Dates are special in Tableau and require special attention. In Tableau, once a field is identified as a date, Tableau automatically creates a date hierarchy. The date field will allow you to drill down from year to quarter, to month, to day.
Dates can also either be discrete or continuous. With our Superstore dataset, lets drag our Order Date field to the Columns shelf. By default, when you drag a date over to either your column or row shelf, you will get a year, date field, blue pill. A blue pill means a date field is discrete. Which means, distinct values and this will produce a header for us.
Let’s back up and ask what really does this Order Date field look like? Below is the screenshot of Tableau showing just a few rows of data. It’s in a month-day-year format.
In our Sheet, drag Order Date to the Columns and it will look something like the following.
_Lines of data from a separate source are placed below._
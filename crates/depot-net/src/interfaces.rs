//! Local network-interface enumeration, the last resort when every echo
//! service fails.

use std::net::IpAddr;

use depot_core::address::strip_zone;

/// Interfaces whose addresses win over any other.
pub const PREFERRED_INTERFACES: [&str; 3] = ["en0", "en1", "pdp_ip0"];

#[derive(Debug, Clone, PartialEq, Eq)]
pub struct InterfaceAddr {
  pub name: String,
  pub ip:   IpAddr,
}

impl InterfaceAddr {
  pub fn new(name: impl Into<String>, ip: IpAddr) -> Self {
    Self { name: name.into(), ip }
  }
}

pub trait InterfaceSource: Send + Sync {
  /// Every address bound to every interface, in enumeration order.
  fn addresses(&self) -> Vec<InterfaceAddr>;
}

/// [`InterfaceSource`] reading the host's interfaces via `if-addrs`.
#[derive(Debug, Clone, Copy, Default)]
pub struct SystemInterfaces;

impl InterfaceSource for SystemInterfaces {
  fn addresses(&self) -> Vec<InterfaceAddr> {
    match if_addrs::get_if_addrs() {
      Ok(list) => list
        .into_iter()
        .map(|iface| InterfaceAddr::new(iface.name.clone(), iface.ip()))
        .collect(),
      Err(e) => {
        tracing::warn!(error = %e, "failed to enumerate network interfaces");
        Vec::new()
      }
    }
  }
}

fn is_preferred(name: &str) -> bool { PREFERRED_INTERFACES.contains(&name) }

/// Pick the best IPv4 address.
///
/// A preferred interface always wins (the last one seen). Otherwise the first
/// address that is neither loopback nor link-local (`169.254.`) is used.
pub fn pick_ipv4(addrs: &[InterfaceAddr]) -> Option<String> {
  let mut chosen = None;
  for addr in addrs {
    let IpAddr::V4(ip) = addr.ip else { continue };
    let text = ip.to_string();
    if is_preferred(&addr.name) {
      chosen = Some(text);
    } else if chosen.is_none() && !ip.is_loopback() && !text.starts_with("169.254.") {
      chosen = Some(text);
    }
  }
  chosen
}

/// Pick the best IPv6 address.
///
/// Global unicast (`2…`/`3…`) wins, and one on a preferred interface ends the
/// search. Failing that, whichever unique-local (`fd…`) or link-local
/// (`fe80:`, zone stripped) address is seen first.
pub fn pick_ipv6(addrs: &[InterfaceAddr]) -> Option<String> {
  let mut chosen: Option<String> = None;
  for addr in addrs {
    let IpAddr::V6(ip) = addr.ip else { continue };
    let text = ip.to_string();
    if text.starts_with('2') || text.starts_with('3') {
      chosen = Some(text);
      if is_preferred(&addr.name) {
        break;
      }
    } else if chosen.is_none() && text.starts_with("fd") {
      chosen = Some(text);
    } else if chosen.is_none() && text.starts_with("fe80:") {
      chosen = Some(strip_zone(&text).to_owned());
    }
  }
  chosen
}

#[cfg(test)]
mod tests {
  use super::*;

  fn addr(name: &str, ip: &str) -> InterfaceAddr {
    InterfaceAddr::new(name, ip.parse().unwrap())
  }

  #[test]
  fn ipv4_skips_loopback_and_link_local() {
    let addrs = [
      addr("lo0", "127.0.0.1"),
      addr("bridge0", "169.254.3.3"),
      addr("utun2", "10.8.0.2"),
    ];
    assert_eq!(pick_ipv4(&addrs).as_deref(), Some("10.8.0.2"));
  }

  #[test]
  fn ipv4_preferred_interface_overrides_earlier_pick() {
    let addrs = [
      addr("utun2", "10.8.0.2"),
      addr("en0", "192.168.1.5"),
      addr("utun3", "10.9.0.2"),
    ];
    assert_eq!(pick_ipv4(&addrs).as_deref(), Some("192.168.1.5"));
  }

  #[test]
  fn ipv4_none_when_only_loopback() {
    assert_eq!(pick_ipv4(&[addr("lo0", "127.0.0.1")]), None);
  }

  #[test]
  fn ipv6_prefers_global_over_unique_and_link_local() {
    let addrs = [
      addr("en0", "fe80::1"),
      addr("en0", "fd12::7"),
      addr("utun1", "2001:db8::9"),
    ];
    assert_eq!(pick_ipv6(&addrs).as_deref(), Some("2001:db8::9"));
  }

  #[test]
  fn ipv6_global_on_preferred_interface_stops_search() {
    let addrs = [
      addr("en0", "2001:db8::1"),
      addr("utun1", "2001:db8::2"),
    ];
    assert_eq!(pick_ipv6(&addrs).as_deref(), Some("2001:db8::1"));
  }

  #[test]
  fn ipv6_falls_back_to_first_unique_or_link_local() {
    let addrs = [addr("en0", "fe80::1"), addr("en0", "fd12::7")];
    assert_eq!(pick_ipv6(&addrs).as_deref(), Some("fe80::1"));

    let addrs = [addr("en0", "fd12::7"), addr("en0", "fe80::1")];
    assert_eq!(pick_ipv6(&addrs).as_deref(), Some("fd12::7"));

    assert_eq!(pick_ipv6(&[addr("lo0", "::1")]), None);
  }
}
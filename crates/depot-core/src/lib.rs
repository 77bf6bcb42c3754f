//! Core types and trait definitions for the Depot office inventory.
//!
//! This crate is deliberately free of HTTP and database dependencies.
//! All other crates depend on it; backends plug in through
//! [`kv::KeyValueStore`].

// We intentionally use native `async fn` in traits (stabilised in Rust 1.75).
// Suppress the advisory lint about `Send` bounds on the returned futures.
#![allow(async_fn_in_trait)]

pub mod address;
pub mod achievement;
pub mod error;
pub mod kv;
pub mod redirect;
pub mod storage;

pub use error::{Error, Result};
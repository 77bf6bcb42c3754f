//! Persisted redirect state: the outcome of the one-time server check.
//!
//! Four persisted values (a URL and three flags, plus the last error) encode a
//! small state machine. The transitions themselves live in `depot-net`; this
//! module only models, loads and saves the state.

use serde::{Deserialize, Serialize};

use crate::{
  Result,
  kv::{KeyValueStore, Preferences, keys},
};

/// How a settled check ended.
#[derive(Debug, Clone, PartialEq, Eq, Serialize, Deserialize)]
#[serde(tag = "outcome", rename_all = "snake_case")]
pub enum Settlement {
  WithUrl { url: String },
  WithoutUrl,
  Error { message: String },
}

#[derive(Debug, Clone, PartialEq, Eq, Serialize, Deserialize)]
#[serde(tag = "phase", rename_all = "snake_case")]
pub enum RedirectPhase {
  /// No server check has completed for this install.
  Unresolved,
  /// A URL was received and is waiting for its redirects to settle.
  AwaitingRedirectSettle { url: String },
  Settled(Settlement),
}

#[derive(Debug, Clone, Default, PartialEq, Eq, Serialize, Deserialize)]
pub struct RedirectState {
  pub saved_url:                        String,
  pub url_saved:                        bool,
  pub redirects_completed:              bool,
  pub has_completed_first_server_check: bool,
  /// Message of the fetch error that settled the check, if any.
  pub check_error:                      Option<String>,
}

impl RedirectState {
  pub fn phase(&self) -> RedirectPhase {
    if !self.has_completed_first_server_check {
      return RedirectPhase::Unresolved;
    }
    match (self.url_saved, self.redirects_completed, &self.check_error) {
      (true, false, _) => RedirectPhase::AwaitingRedirectSettle {
        url: self.saved_url.clone(),
      },
      (true, true, _) => RedirectPhase::Settled(Settlement::WithUrl {
        url: self.saved_url.clone(),
      }),
      (false, _, Some(message)) => RedirectPhase::Settled(Settlement::Error {
        message: message.clone(),
      }),
      (false, _, None) => RedirectPhase::Settled(Settlement::WithoutUrl),
    }
  }

  pub async fn load<S: KeyValueStore>(prefs: &Preferences<S>) -> Result<Self> {
    Ok(Self {
      saved_url:                        prefs
        .string(keys::REDIRECT_URL)
        .await?
        .unwrap_or_default(),
      url_saved:                        prefs.bool(keys::URL_SAVED).await?,
      redirects_completed:              prefs.bool(keys::REDIRECTS_COMPLETED).await?,
      has_completed_first_server_check: prefs.bool(keys::FIRST_SERVER_CHECK).await?,
      check_error:                      prefs.non_empty_string(keys::CHECK_ERROR).await?,
    })
  }

  pub async fn save<S: KeyValueStore>(&self, prefs: &Preferences<S>) -> Result<()> {
    prefs.set_string(keys::REDIRECT_URL, self.saved_url.as_str()).await?;
    prefs.set_bool(keys::URL_SAVED, self.url_saved).await?;
    prefs
      .set_bool(keys::REDIRECTS_COMPLETED, self.redirects_completed)
      .await?;
    prefs
      .set_bool(keys::FIRST_SERVER_CHECK, self.has_completed_first_server_check)
      .await?;
    match &self.check_error {
      Some(message) => prefs.set_string(keys::CHECK_ERROR, message.as_str()).await,
      None => prefs.remove(keys::CHECK_ERROR).await,
    }
  }
}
We got a blue pill. This means discrete. We see that Tableau created a header for us showing each year. Dates can be continuous, not discrete. This means that Tableau will show a green pill. The values will be unbroken and in a range and Tableau will therefore generate an axis for us.
If you are wanting to look at trends over a period of time, you would want to work with a continuous date. I added Sales. I changed the Tooltip to include the string USD just by clicking the Tooltip in Marks and adding the text. Easy to do. I changed the title as well.
When working with dates, your data may not have all of the information you need. You may need to create a calculated field.